The Bishopsgate bombing is a good illustration of the impact of a blast on windows, in this case just over 1 ton of equivalent TNT breaking 500 tonnes of glass (£1.4 billion of damage in 2014 money).

The sequence of calculations needed to generate the information that can be fed into a web front end displaying a map of financial cost contours for an event at a given location include:

  • Calculate likely asteroid mass and velocity. Asterank presents a stunning amount of information on known asteroids and all the code is available on github.
  • Calculate the size of the airburst, in kilotons, generated by the impact of an asteroid having a given mass, velocity and angle of atmosphere entry. The paper Earth Impact Effects Program: A Web-based computer program for calculating the regional environmental consequences of a meteoroid impact on Earth follows the herd in discussing huge global events but contains the needed equations (ignore the stuff about crater size and seismic events).
  • Calculate the overpressure at a given distance from the atmospheric airburst. The book The Effects of Nuclear Weapons contains the necessary charts and methods (starting around page 113). The Nuclear Weapons Frequently Asked Questions is also worth reading.
  • Calculate the number of windows/area of glass present at a given distance from the airburst. My thinking here is population density data from the last census to estimate the number of dwellings in a given area and housing window data from the English Housing Survey (69% of dwellings have PVC-U double glazed units) to estimate window/glass totals per dwelling. I am currently assuming that commercial windows can be handled by multiplying the residential totals by some small value (this won’t work for large city centers like London). Pointers to commercial building window data welcome.
  • Calculate value of smashed windows/glass. Previously cited sources give rough figures for the range of overpressures needed to break windows; more accurate information on overpressure needed to smash particular kinds of windows would be useful. A rough calculation can be made by combining all the above calculated information.
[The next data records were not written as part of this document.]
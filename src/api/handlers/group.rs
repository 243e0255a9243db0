//! Group handlers: create, read, update.

use axum::extract::{Path, State};
use axum::http::StatusCode;
use axum::response::IntoResponse;
use axum::routing::{get, post};
use axum::{Json, Router};

use crate::api::dto::{
    CreateGroupRequest, CreateGroupResponse, SuccessResponse, UpdateGroupRequest,
};
use crate::api::extract::ApiJson;
use crate::app_state::AppState;
use crate::domain::GroupView;
use crate::error::{ErrorResponse, ServiceError};

/// `POST /group` — Create a group.
///
/// # Errors
///
/// Returns [`ServiceError`] on a malformed body or store failure.
#[utoipa::path(
    post,
    path = "/api/group",
    tag = "Groups",
    summary = "Create a group",
    description = "Creates an empty group. `currency` defaults to HKD.",
    request_body = CreateGroupRequest,
    responses(
        (status = 201, description = "Group created", body = CreateGroupResponse),
        (status = 400, description = "Malformed body or missing name", body = ErrorResponse),
    )
)]
pub async fn create_group(
    State(state): State<AppState>,
    ApiJson(req): ApiJson<CreateGroupRequest>,
) -> Result<impl IntoResponse, ServiceError> {
    let (id, currency) = state
        .group_service
        .create_group(&req.name, req.currency.as_deref())
        .await?;

    let response = CreateGroupResponse {
        id: id.into_inner(),
        name: req.name,
        currency,
    };
    Ok((StatusCode::CREATED, Json(response)))
}

/// `GET /group/:id` — Group with members and expenses.
///
/// # Errors
///
/// Returns [`ServiceError::GroupNotFound`] if the group does not exist.
#[utoipa::path(
    get,
    path = "/api/group/{id}",
    tag = "Groups",
    summary = "Get a group",
    description = "Returns the group with its members and expenses, each oldest first. Expense weights are returned as stored, `[]` when absent.",
    params(
        ("id" = String, Path, description = "Group id"),
    ),
    responses(
        (status = 200, description = "Group document", body = GroupView),
        (status = 404, description = "Group not found", body = ErrorResponse),
    )
)]
pub async fn get_group(
    State(state): State<AppState>,
    Path(id): Path<String>,
) -> Result<Json<GroupView>, ServiceError> {
    let view = state.group_service.get_group(&id).await?;
    Ok(Json(view))
}

/// `PUT /group/:id` — Rename a group or change its currency.
///
/// # Errors
///
/// Returns [`ServiceError`] on a malformed body or store failure.
#[utoipa::path(
    put,
    path = "/api/group/{id}",
    tag = "Groups",
    summary = "Update a group",
    description = "Overwrites name and currency. An unknown id succeeds unless strict mutations are enabled.",
    params(
        ("id" = String, Path, description = "Group id"),
    ),
    request_body = UpdateGroupRequest,
    responses(
        (status = 200, description = "Group updated", body = SuccessResponse),
        (status = 400, description = "Malformed body", body = ErrorResponse),
        (status = 404, description = "Group not found (strict mode)", body = ErrorResponse),
    )
)]
pub async fn update_group(
    State(state): State<AppState>,
    Path(id): Path<String>,
    ApiJson(req): ApiJson<UpdateGroupRequest>,
) -> Result<Json<SuccessResponse>, ServiceError> {
    state
        .group_service
        .update_group(&id, &req.name, &req.currency)
        .await?;
    Ok(Json(SuccessResponse::ok()))
}

/// Group routes.
pub fn routes() -> Router<AppState> {
    Router::new()
        .route("/group", post(create_group))
        .route("/group/{id}", get(get_group).put(update_group))
}
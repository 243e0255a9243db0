//! Member DTOs.

use serde::{Deserialize, Serialize};
use utoipa::ToSchema;

/// Request body for `POST /api/group/{id}/member`.
#[derive(Debug, Deserialize, ToSchema)]
pub struct AddMemberRequest {
    /// Display name.
    pub name: String,
}

/// Response body for `POST /api/group/{id}/member` (201 Created).
#[derive(Debug, Serialize, ToSchema)]
pub struct AddMemberResponse {
    /// New member id.
    pub id: String,
    /// Name echoed from the request.
    pub name: String,
}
All that is needed now is a fancy web front end that allows users to select a known asteroid, select a location (the location reported by a phone’s gps being the default) and display an easy to digest damage map.

Data for other countries, e.g., the US, could also be added.

Thanks to the hosts who kept us well fed and watered. A note for future events: bigger tables would be good and comfier chairs for those not yet experienced enough to have developed the ninja skills needed to hack sitting for long period on hard plastic chairs.

Update: The folks at B612 have paper plans for a more upmarket App in mind; they want to nudge the asteroid so it misses the Earth. I wonder if they will sell ads on the side of the rocket?